Nora Hopper - Under Quicken Boughs

Nora Chesson (2 January 1871 – 14 April 1906) was an English journalist and poet. She won for herself a distinct celebrity as a contributor to most of the English periodicals and newspapers of her time.

==Biography==
Eleanor Jane Hopper was born in Exeter, on 2 January 1871. Her father, Capt. Harman Baillie Hopper, was Irish. She was a participant in the Irish literary movement of the 1890s, having some influence on W. B. Yeats in particular with her Ballads in Prose (1894).

Her career as an author of poetry and prose began in 1887 when she was not quite seventeen years of age. She went on to increase her literary reputation until her death. In some of her poems, there was an atmosphere of melancholy which might seem as if it cast upon them the shadow of a too-early death. She provided the English translation to Thadgh O'Donoghue's libretto for the Irish opera Muirgheis (1903) by Thomas O'Brien Butler (1861–1915).

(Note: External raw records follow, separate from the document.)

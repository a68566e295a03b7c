//! Game balance and tunables
//!
//! Every section is `#[serde(default)]`, so a JSON file only needs to list
//! the values it overrides.

use std::path::Path;

use serde::{Deserialize, Serialize};

use crate::consts::*;
use crate::error::SimError;
use crate::sim::Vector2;

/// Playfield bounds (the canvas the renderer draws into)
#[derive(Debug, Clone, Copy, PartialEq, Serialize, Deserialize)]
#[serde(default)]
pub struct Playfield {
    pub width: f64,
    pub height: f64,
}

impl Default for Playfield {
    fn default() -> Self {
        Self {
            width: PLAYFIELD_WIDTH,
            height: PLAYFIELD_HEIGHT,
        }
    }
}

impl Playfield {
    /// True once a box centred at `position` has fully left the playfield,
    /// using a margin of one extra box size on every side
    pub fn is_outside_expanded(&self, position: Vector2, width: f64, height: f64) -> bool {
        position.x + width < 0.0
            || position.x - width > self.width
            || position.y + height < 0.0
            || position.y - height > self.height
    }
}

#[derive(Debug, Clone, Serialize, Deserialize)]
#[serde(default)]
pub struct PhysicsTuning {
    pub gravity: f64,
    pub foot_left_offset: f64,
    pub foot_right_offset: f64,
}

impl Default for PhysicsTuning {
    fn default() -> Self {
        Self {
            gravity: GRAVITY,
            foot_left_offset: FOOT_LEFT_OFFSET,
            foot_right_offset: FOOT_RIGHT_OFFSET,
        }
    }
}

#[derive(Debug, Clone, Serialize, Deserialize)]
#[serde(default)]
pub struct PlayerTuning {
    pub width: f64,
    pub height: f64,
    pub max_life: i32,
    /// Horizontal speed (pixels per tick)
    pub speed: f64,
    /// Initial upward speed of a jump
    pub jump_power: f64,
    /// Ticks between shots
    pub shot_interval: i32,
    pub shot_power: i32,
    pub shot_speed: f64,
    /// Shots leave this far above the body centre
    pub shot_offset_y: f64,
    pub invulnerability_ticks: u64,
    /// Contact radius is this fraction of the summed half-widths
    pub hit_radius_factor: f64,
    /// The body centre never goes lower than `height - floor_margin`
    pub floor_margin: f64,
    /// Entrance walk speed (pixels per second of wall-clock time)
    pub entrance_speed: f64,
    /// Healing never raises life above this
    pub heal_cap: i32,
    pub death_pop_speed: f64,
    pub entrance_start: (f64, f64),
    pub entrance_end: (f64, f64),
}

impl Default for PlayerTuning {
    fn default() -> Self {
        Self {
            width: 64.0,
            height: 64.0,
            max_life: 3,
            speed: 5.5,
            jump_power: 19.0,
            shot_interval: 20,
            shot_power: 2,
            shot_speed: 16.0,
            shot_offset_y: 10.0,
            invulnerability_ticks: INVULNERABILITY_TICKS,
            hit_radius_factor: 0.8,
            floor_margin: 52.0,
            entrance_speed: 50.0,
            heal_cap: 3,
            death_pop_speed: DEATH_POP_SPEED,
            entrance_start: (0.0, PLAYFIELD_HEIGHT - 54.0),
            entrance_end: (100.0, PLAYFIELD_HEIGHT - 54.0),
        }
    }
}

#[derive(Debug, Clone, Serialize, Deserialize)]
#[serde(default)]
pub struct EnemyTuning {
    pub ground_size: (f64, f64),
    pub flying_size: (f64, f64),
    pub dust_size: (f64, f64),
    pub ground_speed: f64,
    pub ground_jump_power: f64,
    /// Upper bound (exclusive) of the random hop period
    pub ground_jump_period: u64,
    pub contact_damage: i32,
    pub flying_drift: f64,
    pub flying_amplitude: f64,
    /// Sine phase advances by `frame / flying_bob_divisor`
    pub flying_bob_divisor: f64,
    pub flying_fire_interval: u64,
    pub flying_shot_power: i32,
    pub flying_life: i32,
    pub death_pop_speed: f64,
    /// Death sequence ends once the body is this far below the playfield
    pub death_exit_below: f64,
    pub death_exit_left: f64,
}

impl Default for EnemyTuning {
    fn default() -> Self {
        Self {
            ground_size: (64.0, 64.0),
            flying_size: (64.0, 153.0),
            dust_size: (64.0, 64.0),
            ground_speed: 4.0,
            ground_jump_power: 19.0,
            ground_jump_period: 300,
            contact_damage: 1,
            flying_drift: 4.5,
            flying_amplitude: 5.0,
            flying_bob_divisor: 10.0,
            flying_fire_interval: 50,
            flying_shot_power: 1,
            flying_life: 10,
            death_pop_speed: DEATH_POP_SPEED,
            death_exit_below: 70.0,
            death_exit_left: -64.0,
        }
    }
}

#[derive(Debug, Clone, Serialize, Deserialize)]
#[serde(default)]
pub struct BossTuning {
    pub size: (f64, f64),
    pub speed: f64,
    /// Invade ends once the boss is left of this x
    pub invade_stop_x: f64,
    pub cycle_ticks: u64,
    /// Ticks `[0, aimed_phase_ticks)` of each cycle are the aimed-shot phase
    pub aimed_phase_ticks: u64,
    /// The remaining ticks split by `frame % secondary_cycle < secondary_threshold`
    pub secondary_cycle: u64,
    pub secondary_threshold: u64,
    pub aimed_window_cycle: u64,
    pub aimed_window_start: u64,
    pub aimed_interval: u64,
    pub aim_offset: (f64, f64),
    pub muzzle_offset: (f64, f64),
    pub aimed_shot_speed: f64,
    pub aimed_shot_power: i32,
    pub homing_interval: u64,
    pub homing_launch_speed: f64,
    pub summon_interval: u64,
    pub summon_clearance: f64,
}

impl Default for BossTuning {
    fn default() -> Self {
        Self {
            size: (250.0, 340.0),
            speed: 2.0,
            invade_stop_x: 900.0,
            cycle_ticks: 3000,
            aimed_phase_ticks: 1000,
            secondary_cycle: 1500,
            secondary_threshold: 1000,
            aimed_window_cycle: 200,
            aimed_window_start: 100,
            aimed_interval: 30,
            aim_offset: (100.0, 20.0),
            muzzle_offset: (-100.0, -20.0),
            aimed_shot_speed: 10.0,
            aimed_shot_power: 1,
            homing_interval: 150,
            homing_launch_speed: 5.0,
            summon_interval: 30,
            summon_clearance: 20.0,
        }
    }
}

#[derive(Debug, Clone, Serialize, Deserialize)]
#[serde(default)]
pub struct ProjectileTuning {
    pub size: (f64, f64),
    pub arcing_drift: f64,
    pub arcing_launch_speed: f64,
    pub homing_window: u64,
    /// Maximum turn per tick (degrees)
    pub homing_turn_degrees: f64,
    pub homing_acceleration: f64,
    pub homing_power: i32,
}

impl Default for ProjectileTuning {
    fn default() -> Self {
        Self {
            size: (32.0, 32.0),
            arcing_drift: 4.5,
            arcing_launch_speed: 5.0,
            homing_window: 100,
            homing_turn_degrees: 1.0,
            homing_acceleration: 0.1,
            homing_power: 1,
        }
    }
}

/// Sizes of the platform-borne bodies
#[derive(Debug, Clone, Serialize, Deserialize)]
#[serde(default)]
pub struct PlatformTuning {
    pub size: (f64, f64),
    /// The ground spans this many playfield widths
    pub ground_width_factor: f64,
    pub ground_height: f64,
    pub obstacle_size: (f64, f64),
    pub item_size: (f64, f64),
}

impl Default for PlatformTuning {
    fn default() -> Self {
        Self {
            size: (200.0, 30.0),
            ground_width_factor: 2.0,
            ground_height: 20.0,
            obstacle_size: (32.0, 32.0),
            item_size: (32.0, 32.0),
        }
    }
}

/// Fixed pool capacities
#[derive(Debug, Clone, Serialize, Deserialize)]
#[serde(default)]
pub struct PoolSizes {
    pub player_shots: usize,
    pub boss_shots: usize,
    pub arcing_shots: usize,
    pub homing_shots: usize,
    /// Moving platforms; one ground slot is always appended after these
    pub platforms: usize,
    pub obstacles: usize,
    pub items: usize,
    pub ground_enemies: usize,
    pub flying_enemies: usize,
    pub dust_enemies: usize,
}

impl Default for PoolSizes {
    fn default() -> Self {
        Self {
            player_shots: 10,
            boss_shots: 30,
            arcing_shots: 20,
            homing_shots: 50,
            platforms: 20,
            obstacles: 40,
            items: 10,
            ground_enemies: 30,
            flying_enemies: 10,
            dust_enemies: 10,
        }
    }
}

#[derive(Debug, Clone, Default, Serialize, Deserialize)]
#[serde(default)]
pub struct Tuning {
    pub playfield: Playfield,
    pub physics: PhysicsTuning,
    pub player: PlayerTuning,
    pub enemy: EnemyTuning,
    pub boss: BossTuning,
    pub projectile: ProjectileTuning,
    pub platform: PlatformTuning,
    pub pools: PoolSizes,
    /// Seed for the ground-enemy hop RNG
    pub seed: u64,
}

impl Tuning {
    /// Parse tuning from JSON, falling back to defaults for missing fields
    pub fn from_json(json: &str) -> Result<Self, SimError> {
        let tuning: Tuning = serde_json::from_str(json)?;
        Ok(tuning)
    }

    /// Load tuning from a JSON file on disk
    pub fn load(path: impl AsRef<Path>) -> Result<Self, SimError> {
        let json = std::fs::read_to_string(path)?;
        let tuning = Self::from_json(&json)?;
        log::info!("Loaded tuning (seed {})", tuning.seed);
        Ok(tuning)
    }

    /// Death sequences end once a body's centre passes below this y
    pub fn death_exit_y(&self) -> f64 {
        self.playfield.height + self.enemy.death_exit_below
    }
}

#[cfg(test)]
mod tests {
    use super::*;

    #[test]
    fn test_partial_json_keeps_defaults() {
        let tuning = Tuning::from_json(r#"{ "player": { "speed": 7.0 }, "seed": 9 }"#).unwrap();
        assert_eq!(tuning.player.speed, 7.0);
        assert_eq!(tuning.player.jump_power, 19.0);
        assert_eq!(tuning.seed, 9);
        assert_eq!(tuning.playfield, Playfield::default());
        assert_eq!(tuning.pools.homing_shots, 50);
    }

    #[test]
    fn test_invalid_json_is_rejected() {
        let err = Tuning::from_json("{ not json").unwrap_err();
        assert!(matches!(err, SimError::InvalidTuning(_)));
    }

    #[test]
    fn test_expanded_bounds() {
        let field = Playfield::default();
        assert!(!field.is_outside_expanded(Vector2::new(-20.0, 100.0), 32.0, 32.0));
        assert!(field.is_outside_expanded(Vector2::new(-40.0, 100.0), 32.0, 32.0));
        assert!(field.is_outside_expanded(Vector2::new(500.0, 520.0), 32.0, 32.0));
    }
}
#[cfg(test)]
mod tests {
    use super::*;

    #[test]
    fn test_new_world_layout() {
        let world = World::new(Tuning::default()).unwrap();
        assert_eq!(world.platforms.len(), 21);
        assert_eq!(world.enemies.len(), 50);
        assert_eq!(world.ground_enemy_slots(), 0..30);
        assert_eq!(world.flying_enemy_slots(), 30..40);
        assert_eq!(world.dust_enemy_slots(), 40..50);

        let ground = &world.platforms[world.ground_index()];
        assert!(ground.body.is_alive());
        assert_eq!(ground.kind, PlatformKind::Ground);
        assert_eq!(ground.body.top(), 460.0);
        assert!(world.player.is_entering);
        assert_eq!(world.player.body.life, 3);

        // Homing shots chase the player
        assert_eq!(world.homing_shots[0].targets.last(), Some(&TargetRef::Player));
        assert_eq!(world.player_shots[0].targets.last(), Some(&TargetRef::Boss));
    }

    #[test]
    fn test_empty_pool_is_rejected() {
        let mut tuning = Tuning::default();
        tuning.pools.player_shots = 0;
        let err = World::new(tuning).unwrap_err();
        assert!(matches!(err, SimError::EmptyPool { pool: "player_shots" }));
    }

    #[test]
    fn test_attachments_sit_on_platform() {
        let mut world = World::new(Tuning::default()).unwrap();
        let block = world
            .spawn_platform(Vector2::new(1200.0, 330.0), Vector2::new(-3.0, 0.0))
            .unwrap();
        let obstacle = world.attach_obstacle(block, 1150.0, 1).unwrap();
        let item = world.attach_item(block, 1250.0, 1).unwrap();

        assert_eq!(world.obstacles[obstacle].body.position, Vector2::new(1150.0, 299.0));
        assert_eq!(world.items[item].motion, ItemMotion::RidesPlatform(block));
        assert_eq!(
            world.platforms[block].attachments,
            vec![Attachment::Obstacle(obstacle), Attachment::Item(item)]
        );
    }

    #[test]
    fn test_spawn_respects_pool_partition() {
        let mut world = World::new(Tuning::default()).unwrap();
        assert_eq!(world.spawn_flying_enemy(Vector2::new(1064.0, 180.0)), Some(30));
        assert_eq!(world.enemies[30].body.life, 10);
        let dust = world.spawn_dust(Vector2::new(1064.0, 300.0), Vector2::new(-6.0, 0.0));
        assert_eq!(dust, Some(40));
        assert_eq!(world.enemies[40].body.vector, Vector2::new(-6.0, 0.0));
        assert_eq!(world.spawn_ground_enemy(Vector2::new(1064.0, 396.0)), Some(0));
    }

    #[test]
    fn test_reset_clears_pools() {
        let mut world = World::new(Tuning::default()).unwrap();
        world.spawn_platform(Vector2::new(500.0, 300.0), Vector2::new(-3.0, 0.0));
        world.spawn_ground_enemy(Vector2::new(600.0, 396.0));
        world.enemies[1].body.begin_death();
        world.spawn_boss(Vector2::new(1250.0, 290.0), 180);

        world.reset(42.0);
        assert!(world.platforms[..world.ground_index()].iter().all(|p| p.body.is_free()));
        assert!(world.enemies.iter().all(|e| e.body.is_free()));
        assert!(world.boss.body.is_free());
        assert!(world.platforms[world.ground_index()].body.is_alive());
        assert_eq!(world.player.entrance.started_at, 42.0);
    }

    #[test]
    fn test_key_state() {
        let mut keys = KeyState::default();
        keys.set(Key::Fire, true);
        keys.set(Key::Left, true);
        keys.set(Key::Left, false);
        assert_eq!(
            keys,
            KeyState {
                fire: true,
                ..Default::default()
            }
        );
    }
}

In 1901, she married the English man of letters Wilfrid Hugh Chesson (1870–1953). She died from heart failure at her home in North Sheen on 14 April 1906. They had three children: Ann Caroline Spry (b. 1902), Dermot (b. 1904), and Dagmar (b. 1906). Five volumes of her selected poems were published that year by Alston Rivers, of London, which included a short biographical note by the editor, her husband, and an introductory appreciation by Ford Madox Hueffer.